Audiobook Review: “The Last Jedi” Brings a Little Whiz-Bang to a Heavy Story

Audiobook Review: “The Last Jedi” Brings a Little Whiz-Bang to a Heavy Story


I’m just old enough to be an original Star Wars kid: a trio of bounty hunters from Empire were among my first toys, and I went to see Return of the Jedi for my eighth birthday party. Listening to the Last Jedi audiobook took me back to the ’80s in a couple of ways.

First, it reminded me of the particular fascination of the novelization as a genre. Back before my family had a VCR, the only way to revisit a movie’s story in detail was to read the book based on the screenplay. In addition to walking you through the plot points, novelizations would also reveal additional details about events and characters. I distinctly remember first encountering the name “Palpatine” in the Return of the Jedi novelization and thinking it was significant: the Emperor actually had a name.

The Last Jedi audiobook took me even further back than my chapter-book days, though. My family had a collection of square storybooks with 45 RPM records tucked into cover pockets: you’d read along as a narrator told the story, with music and sound effects.

Marc Thompson would fit right in among the narrators of those books. Reading Jason Fry’s text, he spares no opportunity to emote, allowing minimal ambiguity regarding the characters’ thoughts and feelings. When there’s a lightsaber battle, he practically pants with exertion. When a character is struck with wonderment, Fry sounds like his producer has just cracked the Arc of the Covenant open in the studio. When someone’s sad, you’d think the engineer was garroting a corgi behind the glass.

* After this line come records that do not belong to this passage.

//! Engine configuration.
//!
//! Every tunable the generator, variation and search paths read lives here
//! and is handed to the engine explicitly. Nothing is read from the
//! environment or from globals.

use serde::{Deserialize, Serialize};

use crate::error::{PaletteError, PaletteResult};

/// Runtime configuration for [`PaletteEngine`](crate::PaletteEngine).
#[derive(Debug, Clone, PartialEq, Serialize, Deserialize)]
#[serde(default)]
pub struct EngineConfig {
    /// Search attempt cap. Default: 50.
    pub max_attempts: u32,

    /// Minimum contrast ratio every gated pair must reach. Default: 4.5.
    pub gate_threshold: f64,

    /// Mood variation jitter.
    pub mood: MoodConfig,

    /// Text color correction used for validation suggestions.
    pub correction: CorrectionConfig,
}

/// Perturbation ranges for mood variation (each is ±).
#[derive(Debug, Clone, PartialEq, Serialize, Deserialize)]
#[serde(default)]
pub struct MoodConfig {
    /// Degrees. Default: 15.
    pub hue_jitter: f64,
    /// Saturation points. Default: 10.
    pub saturation_jitter: f64,
    /// Lightness points. Default: 10.
    pub lightness_jitter: f64,
}

/// Text correction stepping.
#[derive(Debug, Clone, PartialEq, Serialize, Deserialize)]
#[serde(default)]
pub struct CorrectionConfig {
    /// Fraction of the remaining lightness distance moved per step. Default: 0.15.
    pub step: f64,
    /// Steps before falling back to black or white. Default: 20.
    pub max_iterations: u32,
}

impl Default for EngineConfig {
    fn default() -> Self {
        Self {
            max_attempts: 50,
            gate_threshold: 4.5,
            mood: MoodConfig::default(),
            correction: CorrectionConfig::default(),
        }
    }
}

impl Default for MoodConfig {
    fn default() -> Self {
        Self {
            hue_jitter: 15.0,
            saturation_jitter: 10.0,
            lightness_jitter: 10.0,
        }
    }
}

impl Default for CorrectionConfig {
    fn default() -> Self {
        Self {
            step: 0.15,
            max_iterations: 20,
        }
    }
}

impl EngineConfig {
    /// Validate configuration parameters.
    ///
    /// # Errors
    ///
    /// [`PaletteError::Config`] naming the first offending field.
    pub fn validate(&self) -> PaletteResult<()> {
        if self.max_attempts == 0 {
            return Err(PaletteError::Config("max_attempts must be >= 1".to_string()));
        }
        if !(1.0..=21.0).contains(&self.gate_threshold) {
            return Err(PaletteError::Config(format!(
                "gate_threshold must be in [1, 21], got {}",
                self.gate_threshold
            )));
        }
        for (name, value) in [
            ("mood.hue_jitter", self.mood.hue_jitter),
            ("mood.saturation_jitter", self.mood.saturation_jitter),
            ("mood.lightness_jitter", self.mood.lightness_jitter),
        ] {
            if !value.is_finite() || value < 0.0 {
                return Err(PaletteError::Config(format!(
                    "{name} must be a finite value >= 0, got {value}"
                )));
            }
        }
        if !(self.correction.step > 0.0 && self.correction.step < 1.0) {
            return Err(PaletteError::Config(format!(
                "correction.step must be in (0, 1), got {}",
                self.correction.step
            )));
        }
        if self.correction.max_iterations == 0 {
            return Err(PaletteError::Config(
                "correction.max_iterations must be >= 1".to_string(),
            ));
        }
        Ok(())
    }

    /// Load from a JSON string. Missing fields take their defaults.
    ///
    /// # Errors
    ///
    /// [`PaletteError::Config`] on malformed JSON or a value that fails
    /// [`validate`](Self::validate).
    pub fn from_json(json: &str) -> PaletteResult<Self> {
        let config: Self = serde_json::from_str(json)
            .map_err(|e| PaletteError::Config(format!("JSON parse error: {e}")))?;
        config.validate()?;
        Ok(config)
    }
}

#[cfg(test)]
mod tests {
    use super::*;
    use pretty_assertions::assert_eq;

    #[test]
    fn defaults_are_valid() {
        let config = EngineConfig::default();
        assert!(config.validate().is_ok());
        assert_eq!(config.max_attempts, 50);
        assert!((config.gate_threshold - 4.5).abs() < f64::EPSILON);
    }

    #[test]
    fn rejects_zero_attempts() {
        let config = EngineConfig { max_attempts: 0, ..EngineConfig::default() };
        assert!(matches!(config.validate(), Err(PaletteError::Config(_))));
    }

    #[test]
    fn rejects_threshold_out_of_range() {
        let config = EngineConfig { gate_threshold: 0.5, ..EngineConfig::default() };
        assert!(config.validate().is_err());
        let config = EngineConfig { gate_threshold: 22.0, ..EngineConfig::default() };
        assert!(config.validate().is_err());
    }

    #[test]
    fn rejects_negative_jitter() {
        let mut config = EngineConfig::default();
        config.mood.saturation_jitter = -1.0;
        let err = config.validate().unwrap_err();
        assert!(err.to_string().contains("mood.saturation_jitter"), "{err}");
    }

    #[test]
    fn rejects_bad_step() {
        let mut config = EngineConfig::default();
        config.correction.step = 1.0;
        assert!(config.validate().is_err());
        config.correction.step = 0.0;
        assert!(config.validate().is_err());
    }

    #[test]
    fn json_partial_uses_defaults() {
        let config = EngineConfig::from_json(r#"{"max_attempts": 10, "mood": {"hue_jitter": 5}}"#)
            .unwrap();
        assert_eq!(config.max_attempts, 10);
        assert!((config.mood.hue_jitter - 5.0).abs() < f64::EPSILON);
        assert!((config.mood.lightness_jitter - 10.0).abs() < f64::EPSILON);
        assert_eq!(config.correction, CorrectionConfig::default());
    }

    #[test]
    fn json_invalid_value_rejected() {
        assert!(EngineConfig::from_json(r#"{"max_attempts": 0}"#).is_err());
        assert!(EngineConfig::from_json("not json").is_err());
    }
}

He also does an uncanny job imitating the voices of the film actors, aided by effects for characters like the masked Kylo Ren and C-3PO, although the latter always sounds like he’s lost down a well. Further, there are foley effects for blasters being holstered, droids walking, and of course all the various guns firing. These are the Star Wars, after all.

The audiobook further includes a generous helping of John Williams’s music, which — as in the movies — does more than anything to locate us squarely in the cinematic universe formerly known as George Lucas’s. It’s an incredibly lavish production, a luxurious listen for those used to the spare sound of a dry narrator (even Bobcat Goldthwait’s dry compared to Thompson) simply reading a book.

It’s advertised as an “expanded edition” of the story, indicating that Fry incorporates Rian-Johnson-approved scenes drawn from alternate versions of the Last Jedi script. The best of these help to fill out the film’s biggest character-development stretch: the fall of Luke Skywalker from eternal optimist to bitter Jedi skeptic.

For Star Wars superfans, the book starts with a bang: a fantasy sequence that references deleted scenes from A New Hope. Other new material is less compelling. For example, it’s hard to imagine anyone finishing the book and thinking it was a loss that the film didn’t include a scene with Luke and Rey dancing together at a Lanai folk celebration. (Luke is a good dancer, Fry insists.)

Released months after the film, Fry’s book is scrupulously faithful to the onscreen dialogue and action. You wouldn’t expect any notable stylistic excursions from a novelization, and Fry doesn’t produce any. Such a visually-oriented series is bound to lose something in translation from screen to page (the throne room battle with Praetorian Guards, for example, is tough to follow), but the Random House Audio crew can’t be faulted for lack of effort in achieving cinematic scope.

If you’ve been missing the gee-whiz awe that’s distinguished the Star Wars series since the first time we met a last Jedi, this audiobook delivers.